▶ **Source records**:

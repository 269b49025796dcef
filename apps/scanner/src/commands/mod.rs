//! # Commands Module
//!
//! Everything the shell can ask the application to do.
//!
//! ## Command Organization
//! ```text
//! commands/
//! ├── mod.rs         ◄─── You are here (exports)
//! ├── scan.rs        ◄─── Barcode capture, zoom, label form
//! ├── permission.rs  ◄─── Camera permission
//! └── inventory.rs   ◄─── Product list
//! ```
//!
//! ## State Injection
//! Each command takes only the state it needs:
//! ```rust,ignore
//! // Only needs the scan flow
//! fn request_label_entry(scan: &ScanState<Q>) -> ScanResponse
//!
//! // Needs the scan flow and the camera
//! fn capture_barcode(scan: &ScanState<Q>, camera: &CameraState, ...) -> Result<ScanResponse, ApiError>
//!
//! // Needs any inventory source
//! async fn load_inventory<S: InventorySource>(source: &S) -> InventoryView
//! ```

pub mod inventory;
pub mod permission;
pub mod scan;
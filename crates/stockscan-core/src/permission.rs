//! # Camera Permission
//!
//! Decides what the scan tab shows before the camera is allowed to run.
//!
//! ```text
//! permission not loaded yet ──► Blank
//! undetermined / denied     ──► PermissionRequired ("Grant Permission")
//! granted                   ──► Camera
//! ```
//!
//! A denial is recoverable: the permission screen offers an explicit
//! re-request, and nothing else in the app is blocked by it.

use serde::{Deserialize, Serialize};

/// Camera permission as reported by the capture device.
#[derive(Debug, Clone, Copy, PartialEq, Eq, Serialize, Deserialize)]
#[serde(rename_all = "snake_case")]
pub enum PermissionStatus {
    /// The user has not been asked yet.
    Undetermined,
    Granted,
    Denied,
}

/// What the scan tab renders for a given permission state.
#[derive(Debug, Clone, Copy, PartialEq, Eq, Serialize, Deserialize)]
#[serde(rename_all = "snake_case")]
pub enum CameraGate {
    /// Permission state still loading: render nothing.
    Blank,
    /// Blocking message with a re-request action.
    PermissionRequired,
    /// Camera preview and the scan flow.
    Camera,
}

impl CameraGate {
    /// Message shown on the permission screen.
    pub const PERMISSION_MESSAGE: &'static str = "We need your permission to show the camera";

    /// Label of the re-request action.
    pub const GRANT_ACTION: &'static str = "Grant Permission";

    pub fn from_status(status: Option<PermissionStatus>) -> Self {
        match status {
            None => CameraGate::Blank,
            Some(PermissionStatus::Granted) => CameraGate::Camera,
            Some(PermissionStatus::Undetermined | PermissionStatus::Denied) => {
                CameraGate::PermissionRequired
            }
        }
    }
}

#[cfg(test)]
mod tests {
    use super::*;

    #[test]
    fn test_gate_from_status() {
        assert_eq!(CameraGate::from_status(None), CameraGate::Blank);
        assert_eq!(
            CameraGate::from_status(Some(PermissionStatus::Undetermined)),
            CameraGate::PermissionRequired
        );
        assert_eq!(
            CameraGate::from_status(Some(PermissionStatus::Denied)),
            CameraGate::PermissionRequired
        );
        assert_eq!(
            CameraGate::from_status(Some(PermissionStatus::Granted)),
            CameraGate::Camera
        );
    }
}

==

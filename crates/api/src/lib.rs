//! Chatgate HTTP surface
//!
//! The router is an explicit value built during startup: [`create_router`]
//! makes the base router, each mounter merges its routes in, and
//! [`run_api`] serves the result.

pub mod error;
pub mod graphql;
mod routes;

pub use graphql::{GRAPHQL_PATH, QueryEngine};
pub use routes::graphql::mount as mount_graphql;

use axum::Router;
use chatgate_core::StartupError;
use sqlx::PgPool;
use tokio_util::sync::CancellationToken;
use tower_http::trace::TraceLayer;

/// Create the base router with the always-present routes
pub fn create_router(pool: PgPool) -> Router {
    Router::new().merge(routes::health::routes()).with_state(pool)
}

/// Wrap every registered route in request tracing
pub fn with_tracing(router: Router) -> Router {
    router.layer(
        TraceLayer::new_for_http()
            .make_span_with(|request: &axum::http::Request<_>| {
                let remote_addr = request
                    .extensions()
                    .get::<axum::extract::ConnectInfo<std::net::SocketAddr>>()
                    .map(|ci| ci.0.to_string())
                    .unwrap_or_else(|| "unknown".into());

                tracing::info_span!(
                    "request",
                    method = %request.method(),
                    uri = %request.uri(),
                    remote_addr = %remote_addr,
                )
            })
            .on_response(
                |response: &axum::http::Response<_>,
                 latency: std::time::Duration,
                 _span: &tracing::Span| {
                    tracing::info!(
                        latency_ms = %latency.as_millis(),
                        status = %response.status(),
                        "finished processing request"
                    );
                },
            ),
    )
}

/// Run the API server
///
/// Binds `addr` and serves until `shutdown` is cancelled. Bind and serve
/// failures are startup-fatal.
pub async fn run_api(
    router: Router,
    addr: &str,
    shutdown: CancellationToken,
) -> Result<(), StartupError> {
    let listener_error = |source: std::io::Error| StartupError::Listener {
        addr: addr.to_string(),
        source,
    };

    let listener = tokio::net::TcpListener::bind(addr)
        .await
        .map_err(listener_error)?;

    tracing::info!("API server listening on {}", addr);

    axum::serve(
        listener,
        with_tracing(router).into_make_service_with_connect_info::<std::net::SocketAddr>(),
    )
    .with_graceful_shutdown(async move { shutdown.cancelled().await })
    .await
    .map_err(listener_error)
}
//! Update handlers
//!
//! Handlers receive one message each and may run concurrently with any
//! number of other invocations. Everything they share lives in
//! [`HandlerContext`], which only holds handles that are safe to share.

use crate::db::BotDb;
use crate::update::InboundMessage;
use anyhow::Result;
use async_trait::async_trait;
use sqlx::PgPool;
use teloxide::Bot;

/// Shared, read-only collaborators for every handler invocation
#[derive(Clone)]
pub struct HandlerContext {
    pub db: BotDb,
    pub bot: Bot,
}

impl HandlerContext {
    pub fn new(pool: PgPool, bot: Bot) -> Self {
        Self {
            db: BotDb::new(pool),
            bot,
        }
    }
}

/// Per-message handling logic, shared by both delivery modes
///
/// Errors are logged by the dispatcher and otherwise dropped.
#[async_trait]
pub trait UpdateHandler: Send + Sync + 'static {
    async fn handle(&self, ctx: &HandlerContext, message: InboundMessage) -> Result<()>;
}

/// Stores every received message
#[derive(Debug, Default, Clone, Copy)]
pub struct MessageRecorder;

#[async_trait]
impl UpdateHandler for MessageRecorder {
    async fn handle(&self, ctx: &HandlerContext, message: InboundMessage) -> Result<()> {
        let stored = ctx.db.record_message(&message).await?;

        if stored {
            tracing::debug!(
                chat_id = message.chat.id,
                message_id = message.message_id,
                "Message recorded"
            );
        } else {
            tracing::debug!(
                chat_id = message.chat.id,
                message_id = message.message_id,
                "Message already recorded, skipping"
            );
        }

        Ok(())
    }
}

...

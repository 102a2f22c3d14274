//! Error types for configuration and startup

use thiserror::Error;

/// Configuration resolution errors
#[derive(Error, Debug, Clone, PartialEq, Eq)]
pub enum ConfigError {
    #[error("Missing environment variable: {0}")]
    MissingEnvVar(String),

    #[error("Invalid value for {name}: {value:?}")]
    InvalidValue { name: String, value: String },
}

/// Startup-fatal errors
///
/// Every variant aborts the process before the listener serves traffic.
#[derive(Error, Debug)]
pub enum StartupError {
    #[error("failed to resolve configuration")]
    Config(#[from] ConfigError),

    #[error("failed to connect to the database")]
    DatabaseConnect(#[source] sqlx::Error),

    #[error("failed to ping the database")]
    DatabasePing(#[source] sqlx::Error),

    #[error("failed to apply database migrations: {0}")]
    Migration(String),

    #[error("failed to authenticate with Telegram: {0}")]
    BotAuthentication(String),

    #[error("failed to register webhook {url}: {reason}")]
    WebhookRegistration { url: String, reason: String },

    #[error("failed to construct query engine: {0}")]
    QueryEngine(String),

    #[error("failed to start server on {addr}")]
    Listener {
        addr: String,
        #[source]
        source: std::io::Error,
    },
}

▶ **Your instructions**: Every line above holding the string "static" should be listed.

▶ **Task output**:
    pub const PERMISSION_MESSAGE: &'static str = "We need your permission to show the camera";
    pub const GRANT_ACTION: &'static str = "Grant Permission";
pub trait UpdateHandler: Send + Sync + 'static {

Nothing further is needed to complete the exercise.